A complete answer includes every line below with the word "flags".

Dataset excerpts Block Start

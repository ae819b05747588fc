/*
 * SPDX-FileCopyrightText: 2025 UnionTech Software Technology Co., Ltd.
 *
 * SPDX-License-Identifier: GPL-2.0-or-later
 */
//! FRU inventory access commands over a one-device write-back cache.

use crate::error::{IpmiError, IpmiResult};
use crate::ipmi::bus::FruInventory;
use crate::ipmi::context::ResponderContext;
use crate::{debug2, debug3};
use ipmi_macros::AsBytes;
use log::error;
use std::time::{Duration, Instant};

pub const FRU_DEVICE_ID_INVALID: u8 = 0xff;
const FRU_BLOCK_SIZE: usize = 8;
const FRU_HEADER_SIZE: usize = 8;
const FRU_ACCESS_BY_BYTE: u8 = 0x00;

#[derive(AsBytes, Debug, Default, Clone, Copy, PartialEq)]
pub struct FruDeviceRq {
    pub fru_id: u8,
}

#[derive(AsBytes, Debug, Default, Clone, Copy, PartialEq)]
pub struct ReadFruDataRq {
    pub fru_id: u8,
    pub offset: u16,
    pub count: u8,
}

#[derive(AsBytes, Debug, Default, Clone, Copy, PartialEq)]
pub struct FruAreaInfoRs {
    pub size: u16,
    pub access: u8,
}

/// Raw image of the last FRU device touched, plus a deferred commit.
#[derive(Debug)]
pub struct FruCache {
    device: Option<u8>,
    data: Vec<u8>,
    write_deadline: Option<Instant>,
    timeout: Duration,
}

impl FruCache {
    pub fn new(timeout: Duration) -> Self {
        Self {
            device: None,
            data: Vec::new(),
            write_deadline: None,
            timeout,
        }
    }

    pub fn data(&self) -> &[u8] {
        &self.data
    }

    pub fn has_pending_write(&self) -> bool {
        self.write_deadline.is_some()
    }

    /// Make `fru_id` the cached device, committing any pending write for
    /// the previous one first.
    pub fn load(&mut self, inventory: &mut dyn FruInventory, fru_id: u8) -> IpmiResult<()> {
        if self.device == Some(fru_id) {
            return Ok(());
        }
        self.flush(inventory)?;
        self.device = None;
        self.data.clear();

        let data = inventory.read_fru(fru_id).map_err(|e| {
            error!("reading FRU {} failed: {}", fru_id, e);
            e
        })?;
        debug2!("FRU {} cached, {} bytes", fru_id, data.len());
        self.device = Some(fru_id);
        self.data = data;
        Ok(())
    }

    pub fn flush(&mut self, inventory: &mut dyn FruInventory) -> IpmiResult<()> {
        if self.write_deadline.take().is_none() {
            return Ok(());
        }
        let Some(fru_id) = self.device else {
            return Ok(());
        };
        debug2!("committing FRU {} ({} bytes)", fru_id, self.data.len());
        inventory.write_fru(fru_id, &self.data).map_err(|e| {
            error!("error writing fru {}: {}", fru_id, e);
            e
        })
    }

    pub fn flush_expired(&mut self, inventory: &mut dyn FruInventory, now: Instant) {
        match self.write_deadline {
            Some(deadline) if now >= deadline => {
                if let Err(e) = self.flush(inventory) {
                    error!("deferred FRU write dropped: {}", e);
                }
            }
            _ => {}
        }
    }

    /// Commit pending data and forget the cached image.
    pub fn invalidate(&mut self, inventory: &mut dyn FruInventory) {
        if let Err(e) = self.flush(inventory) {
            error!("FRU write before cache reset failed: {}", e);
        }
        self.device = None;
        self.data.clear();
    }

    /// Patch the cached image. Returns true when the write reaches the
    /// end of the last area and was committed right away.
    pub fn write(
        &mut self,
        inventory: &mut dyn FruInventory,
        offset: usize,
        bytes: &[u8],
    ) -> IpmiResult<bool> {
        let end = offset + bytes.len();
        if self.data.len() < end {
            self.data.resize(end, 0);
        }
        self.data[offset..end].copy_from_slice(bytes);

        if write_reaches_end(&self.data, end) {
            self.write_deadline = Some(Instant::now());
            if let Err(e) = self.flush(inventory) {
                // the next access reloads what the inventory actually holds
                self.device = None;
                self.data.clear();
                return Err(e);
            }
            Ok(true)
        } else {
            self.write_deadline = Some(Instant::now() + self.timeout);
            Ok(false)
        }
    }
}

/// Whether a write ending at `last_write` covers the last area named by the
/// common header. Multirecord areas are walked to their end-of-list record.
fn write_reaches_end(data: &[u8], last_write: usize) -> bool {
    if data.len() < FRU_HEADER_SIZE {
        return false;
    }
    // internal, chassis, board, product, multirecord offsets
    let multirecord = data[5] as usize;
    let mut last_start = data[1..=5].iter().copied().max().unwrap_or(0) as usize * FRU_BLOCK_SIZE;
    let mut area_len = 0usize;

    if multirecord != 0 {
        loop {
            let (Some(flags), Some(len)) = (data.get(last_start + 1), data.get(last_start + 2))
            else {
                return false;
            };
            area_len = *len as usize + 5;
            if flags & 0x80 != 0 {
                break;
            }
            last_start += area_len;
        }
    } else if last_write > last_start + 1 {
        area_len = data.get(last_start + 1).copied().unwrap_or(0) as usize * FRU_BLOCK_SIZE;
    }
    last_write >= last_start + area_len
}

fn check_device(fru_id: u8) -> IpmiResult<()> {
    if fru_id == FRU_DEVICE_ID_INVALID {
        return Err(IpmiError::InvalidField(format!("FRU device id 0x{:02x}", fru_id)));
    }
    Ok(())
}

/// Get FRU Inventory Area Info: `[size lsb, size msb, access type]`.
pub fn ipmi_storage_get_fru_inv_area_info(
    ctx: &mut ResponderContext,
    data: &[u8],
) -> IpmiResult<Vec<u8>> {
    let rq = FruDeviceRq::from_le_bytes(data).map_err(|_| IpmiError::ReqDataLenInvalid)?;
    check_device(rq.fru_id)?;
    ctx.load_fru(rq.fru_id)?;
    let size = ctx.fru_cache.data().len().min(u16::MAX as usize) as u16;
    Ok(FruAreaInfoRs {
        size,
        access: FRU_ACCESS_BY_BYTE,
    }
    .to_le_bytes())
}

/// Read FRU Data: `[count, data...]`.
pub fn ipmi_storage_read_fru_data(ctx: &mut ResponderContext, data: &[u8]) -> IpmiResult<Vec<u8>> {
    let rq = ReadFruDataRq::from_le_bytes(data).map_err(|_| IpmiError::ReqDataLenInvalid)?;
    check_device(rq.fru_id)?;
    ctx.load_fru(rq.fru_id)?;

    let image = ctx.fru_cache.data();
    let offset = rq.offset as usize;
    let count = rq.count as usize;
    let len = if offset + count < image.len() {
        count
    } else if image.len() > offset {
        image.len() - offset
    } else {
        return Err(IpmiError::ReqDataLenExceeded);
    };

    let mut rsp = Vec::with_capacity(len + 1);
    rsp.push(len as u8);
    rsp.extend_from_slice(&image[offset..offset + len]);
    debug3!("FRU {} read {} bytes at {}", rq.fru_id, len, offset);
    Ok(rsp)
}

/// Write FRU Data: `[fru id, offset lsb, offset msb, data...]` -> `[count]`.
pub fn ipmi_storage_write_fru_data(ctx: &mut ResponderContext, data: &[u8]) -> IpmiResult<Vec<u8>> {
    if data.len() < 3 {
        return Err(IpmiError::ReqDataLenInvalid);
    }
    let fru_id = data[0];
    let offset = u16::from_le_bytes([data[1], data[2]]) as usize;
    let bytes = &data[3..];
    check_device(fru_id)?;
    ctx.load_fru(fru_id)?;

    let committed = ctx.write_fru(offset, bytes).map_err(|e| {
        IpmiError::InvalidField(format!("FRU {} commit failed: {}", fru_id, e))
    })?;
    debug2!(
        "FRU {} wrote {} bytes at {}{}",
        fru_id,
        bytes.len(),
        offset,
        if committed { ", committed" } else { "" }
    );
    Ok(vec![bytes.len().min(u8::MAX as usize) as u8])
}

Dataset excerpts Block End

_Written solution:_
            let (Some(flags), Some(len)) = (data.get(last_start + 1), data.get(last_start + 2))
            if flags & 0x80 != 0 {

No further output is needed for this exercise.